[Requirement]
Find the lines of data that contain the string "idol", then list them.

[Material for this task]

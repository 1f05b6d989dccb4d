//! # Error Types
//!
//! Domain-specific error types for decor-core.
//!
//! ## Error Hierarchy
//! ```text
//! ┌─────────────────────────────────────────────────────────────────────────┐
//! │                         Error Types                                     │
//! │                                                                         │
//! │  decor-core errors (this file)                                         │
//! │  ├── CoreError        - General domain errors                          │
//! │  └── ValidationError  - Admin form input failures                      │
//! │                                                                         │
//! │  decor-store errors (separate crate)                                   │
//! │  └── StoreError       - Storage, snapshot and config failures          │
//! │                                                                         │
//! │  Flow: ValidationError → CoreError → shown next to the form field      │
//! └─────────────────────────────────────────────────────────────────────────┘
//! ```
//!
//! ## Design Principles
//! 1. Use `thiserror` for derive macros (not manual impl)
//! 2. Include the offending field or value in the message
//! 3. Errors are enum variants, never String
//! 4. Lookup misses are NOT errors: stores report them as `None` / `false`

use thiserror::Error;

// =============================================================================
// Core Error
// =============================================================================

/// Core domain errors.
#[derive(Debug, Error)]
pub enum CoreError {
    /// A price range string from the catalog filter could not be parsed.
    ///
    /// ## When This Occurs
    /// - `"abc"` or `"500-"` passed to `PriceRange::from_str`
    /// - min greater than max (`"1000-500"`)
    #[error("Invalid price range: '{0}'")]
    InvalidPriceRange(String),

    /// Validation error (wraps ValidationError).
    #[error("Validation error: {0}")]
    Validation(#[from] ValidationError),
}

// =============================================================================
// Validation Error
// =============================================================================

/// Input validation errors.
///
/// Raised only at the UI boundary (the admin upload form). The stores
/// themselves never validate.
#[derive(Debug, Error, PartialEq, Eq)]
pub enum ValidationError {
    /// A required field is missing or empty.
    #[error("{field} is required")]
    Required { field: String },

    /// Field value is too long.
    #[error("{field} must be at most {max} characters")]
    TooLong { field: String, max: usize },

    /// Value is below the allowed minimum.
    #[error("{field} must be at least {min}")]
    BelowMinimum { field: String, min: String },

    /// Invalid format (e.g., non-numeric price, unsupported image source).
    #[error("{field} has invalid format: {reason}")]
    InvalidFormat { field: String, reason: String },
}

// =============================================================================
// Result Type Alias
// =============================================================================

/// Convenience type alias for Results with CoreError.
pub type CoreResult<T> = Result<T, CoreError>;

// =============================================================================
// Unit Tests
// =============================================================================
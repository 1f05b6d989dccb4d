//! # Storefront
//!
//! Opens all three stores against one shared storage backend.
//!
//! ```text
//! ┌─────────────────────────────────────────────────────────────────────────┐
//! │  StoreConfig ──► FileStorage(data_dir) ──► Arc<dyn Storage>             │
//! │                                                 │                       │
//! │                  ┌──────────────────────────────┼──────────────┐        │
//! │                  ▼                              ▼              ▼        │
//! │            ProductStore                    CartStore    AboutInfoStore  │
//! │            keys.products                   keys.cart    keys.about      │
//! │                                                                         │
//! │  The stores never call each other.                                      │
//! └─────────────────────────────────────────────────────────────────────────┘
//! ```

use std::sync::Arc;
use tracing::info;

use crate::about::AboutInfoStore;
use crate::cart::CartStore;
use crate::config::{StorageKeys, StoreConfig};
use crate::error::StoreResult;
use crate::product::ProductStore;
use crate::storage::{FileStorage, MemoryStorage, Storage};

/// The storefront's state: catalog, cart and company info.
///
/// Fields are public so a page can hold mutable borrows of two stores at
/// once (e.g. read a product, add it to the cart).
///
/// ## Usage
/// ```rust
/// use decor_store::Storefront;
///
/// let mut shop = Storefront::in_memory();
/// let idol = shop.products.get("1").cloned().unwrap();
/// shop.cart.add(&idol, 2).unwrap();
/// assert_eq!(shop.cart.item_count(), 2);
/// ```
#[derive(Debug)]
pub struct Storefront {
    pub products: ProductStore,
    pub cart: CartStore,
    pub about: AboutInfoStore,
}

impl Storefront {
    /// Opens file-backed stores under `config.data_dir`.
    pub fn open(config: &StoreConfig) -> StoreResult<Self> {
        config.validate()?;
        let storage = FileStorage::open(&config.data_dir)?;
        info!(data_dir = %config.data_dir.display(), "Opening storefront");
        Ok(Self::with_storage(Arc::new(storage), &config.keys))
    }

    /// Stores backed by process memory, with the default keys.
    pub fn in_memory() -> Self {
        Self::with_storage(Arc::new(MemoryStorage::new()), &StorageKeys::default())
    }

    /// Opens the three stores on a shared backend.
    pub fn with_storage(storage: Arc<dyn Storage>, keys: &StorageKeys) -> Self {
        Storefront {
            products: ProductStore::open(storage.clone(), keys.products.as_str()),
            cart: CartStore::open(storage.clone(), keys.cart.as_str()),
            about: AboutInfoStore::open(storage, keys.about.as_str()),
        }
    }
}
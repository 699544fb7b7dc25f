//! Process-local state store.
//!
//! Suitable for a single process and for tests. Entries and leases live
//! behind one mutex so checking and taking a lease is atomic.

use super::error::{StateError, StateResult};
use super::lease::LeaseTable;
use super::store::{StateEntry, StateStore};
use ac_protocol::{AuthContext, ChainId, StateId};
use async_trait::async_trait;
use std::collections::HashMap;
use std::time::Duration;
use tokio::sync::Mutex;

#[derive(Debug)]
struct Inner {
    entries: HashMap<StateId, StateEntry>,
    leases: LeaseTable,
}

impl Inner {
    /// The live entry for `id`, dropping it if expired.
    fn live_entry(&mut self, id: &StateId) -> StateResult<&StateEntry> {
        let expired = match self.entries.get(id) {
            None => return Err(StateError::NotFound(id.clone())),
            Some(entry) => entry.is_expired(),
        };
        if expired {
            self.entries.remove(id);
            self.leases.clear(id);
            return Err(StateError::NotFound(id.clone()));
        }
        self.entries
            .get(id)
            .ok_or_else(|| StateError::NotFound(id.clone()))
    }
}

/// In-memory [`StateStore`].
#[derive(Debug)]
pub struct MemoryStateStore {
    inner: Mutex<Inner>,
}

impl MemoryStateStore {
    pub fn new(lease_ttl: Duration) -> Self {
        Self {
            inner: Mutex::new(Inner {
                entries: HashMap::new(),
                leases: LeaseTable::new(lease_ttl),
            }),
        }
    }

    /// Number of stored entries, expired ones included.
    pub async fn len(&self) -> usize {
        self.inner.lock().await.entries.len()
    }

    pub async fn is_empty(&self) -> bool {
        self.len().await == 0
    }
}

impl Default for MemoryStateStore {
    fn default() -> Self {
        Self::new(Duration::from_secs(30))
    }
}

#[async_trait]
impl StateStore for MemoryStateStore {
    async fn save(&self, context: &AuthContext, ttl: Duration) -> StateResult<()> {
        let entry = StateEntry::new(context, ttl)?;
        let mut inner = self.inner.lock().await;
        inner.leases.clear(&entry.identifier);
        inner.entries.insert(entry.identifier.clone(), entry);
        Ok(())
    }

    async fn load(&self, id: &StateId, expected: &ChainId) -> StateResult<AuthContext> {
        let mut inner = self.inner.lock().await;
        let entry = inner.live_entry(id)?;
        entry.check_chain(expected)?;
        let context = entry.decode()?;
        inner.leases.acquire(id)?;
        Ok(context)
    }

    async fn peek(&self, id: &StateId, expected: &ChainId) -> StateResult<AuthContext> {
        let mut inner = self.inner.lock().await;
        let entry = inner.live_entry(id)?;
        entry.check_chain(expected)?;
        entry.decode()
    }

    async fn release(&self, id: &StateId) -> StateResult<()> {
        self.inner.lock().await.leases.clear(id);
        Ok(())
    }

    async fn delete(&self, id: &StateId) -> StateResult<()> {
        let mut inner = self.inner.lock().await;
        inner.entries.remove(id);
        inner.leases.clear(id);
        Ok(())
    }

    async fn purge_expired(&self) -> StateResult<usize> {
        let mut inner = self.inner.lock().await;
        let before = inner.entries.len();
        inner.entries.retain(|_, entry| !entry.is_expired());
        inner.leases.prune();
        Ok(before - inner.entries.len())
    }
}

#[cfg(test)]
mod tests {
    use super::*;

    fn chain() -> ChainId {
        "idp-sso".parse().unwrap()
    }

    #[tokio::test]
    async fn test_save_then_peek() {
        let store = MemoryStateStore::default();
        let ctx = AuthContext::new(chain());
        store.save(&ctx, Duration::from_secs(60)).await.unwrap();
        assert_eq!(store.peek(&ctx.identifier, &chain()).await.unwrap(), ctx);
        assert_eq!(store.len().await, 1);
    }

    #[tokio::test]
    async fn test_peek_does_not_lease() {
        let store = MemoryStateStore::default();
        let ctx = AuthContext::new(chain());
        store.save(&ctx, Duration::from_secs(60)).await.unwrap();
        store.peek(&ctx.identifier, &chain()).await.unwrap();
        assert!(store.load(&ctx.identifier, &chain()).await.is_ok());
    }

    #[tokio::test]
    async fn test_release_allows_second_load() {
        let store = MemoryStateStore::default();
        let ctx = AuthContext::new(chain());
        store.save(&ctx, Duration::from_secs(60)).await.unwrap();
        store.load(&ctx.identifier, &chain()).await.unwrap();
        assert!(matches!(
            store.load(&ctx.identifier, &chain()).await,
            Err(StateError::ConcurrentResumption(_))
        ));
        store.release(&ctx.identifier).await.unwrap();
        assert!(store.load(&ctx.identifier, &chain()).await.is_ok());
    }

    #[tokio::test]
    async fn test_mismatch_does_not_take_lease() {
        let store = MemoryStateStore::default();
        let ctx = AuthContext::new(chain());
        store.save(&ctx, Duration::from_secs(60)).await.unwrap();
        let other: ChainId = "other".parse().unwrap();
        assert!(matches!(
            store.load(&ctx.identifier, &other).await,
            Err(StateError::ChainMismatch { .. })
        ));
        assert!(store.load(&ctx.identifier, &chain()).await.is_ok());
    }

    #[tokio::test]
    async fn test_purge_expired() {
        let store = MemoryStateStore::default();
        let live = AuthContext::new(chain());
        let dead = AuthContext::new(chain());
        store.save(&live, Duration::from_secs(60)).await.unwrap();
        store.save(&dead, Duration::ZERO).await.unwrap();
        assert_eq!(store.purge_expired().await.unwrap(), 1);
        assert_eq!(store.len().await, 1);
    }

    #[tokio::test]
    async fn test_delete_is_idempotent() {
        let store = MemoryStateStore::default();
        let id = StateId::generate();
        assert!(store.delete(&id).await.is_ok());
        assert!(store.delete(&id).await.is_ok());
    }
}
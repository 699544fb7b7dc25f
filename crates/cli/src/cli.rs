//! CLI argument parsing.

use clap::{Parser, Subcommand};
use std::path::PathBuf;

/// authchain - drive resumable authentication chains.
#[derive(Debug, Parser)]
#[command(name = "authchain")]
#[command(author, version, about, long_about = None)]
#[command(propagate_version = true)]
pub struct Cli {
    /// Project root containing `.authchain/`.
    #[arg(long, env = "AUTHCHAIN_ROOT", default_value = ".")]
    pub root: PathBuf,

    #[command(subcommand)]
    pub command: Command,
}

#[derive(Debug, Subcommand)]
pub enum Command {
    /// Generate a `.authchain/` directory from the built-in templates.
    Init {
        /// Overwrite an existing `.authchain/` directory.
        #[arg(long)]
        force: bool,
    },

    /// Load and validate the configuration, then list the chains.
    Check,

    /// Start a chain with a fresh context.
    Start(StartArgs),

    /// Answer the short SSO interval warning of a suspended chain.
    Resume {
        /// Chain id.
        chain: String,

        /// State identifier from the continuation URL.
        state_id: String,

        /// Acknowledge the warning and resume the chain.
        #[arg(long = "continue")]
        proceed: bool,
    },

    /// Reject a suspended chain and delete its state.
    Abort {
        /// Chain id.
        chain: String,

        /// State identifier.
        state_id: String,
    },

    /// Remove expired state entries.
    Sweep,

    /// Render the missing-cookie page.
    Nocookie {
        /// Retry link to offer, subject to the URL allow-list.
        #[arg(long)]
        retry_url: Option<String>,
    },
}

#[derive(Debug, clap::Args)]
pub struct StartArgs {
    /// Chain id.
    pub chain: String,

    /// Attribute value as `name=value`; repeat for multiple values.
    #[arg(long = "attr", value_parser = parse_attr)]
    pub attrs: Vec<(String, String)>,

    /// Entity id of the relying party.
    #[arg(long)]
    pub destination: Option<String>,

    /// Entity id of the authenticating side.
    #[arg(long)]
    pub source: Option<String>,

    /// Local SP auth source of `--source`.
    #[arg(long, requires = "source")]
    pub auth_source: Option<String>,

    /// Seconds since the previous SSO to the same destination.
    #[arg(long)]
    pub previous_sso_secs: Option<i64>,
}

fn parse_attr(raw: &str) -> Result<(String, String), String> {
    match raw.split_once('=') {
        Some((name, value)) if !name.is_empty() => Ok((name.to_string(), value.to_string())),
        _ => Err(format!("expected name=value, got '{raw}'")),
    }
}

[Written solution]
/// let idol = shop.products.get("1").cloned().unwrap();
/// shop.cart.add(&idol, 2).unwrap();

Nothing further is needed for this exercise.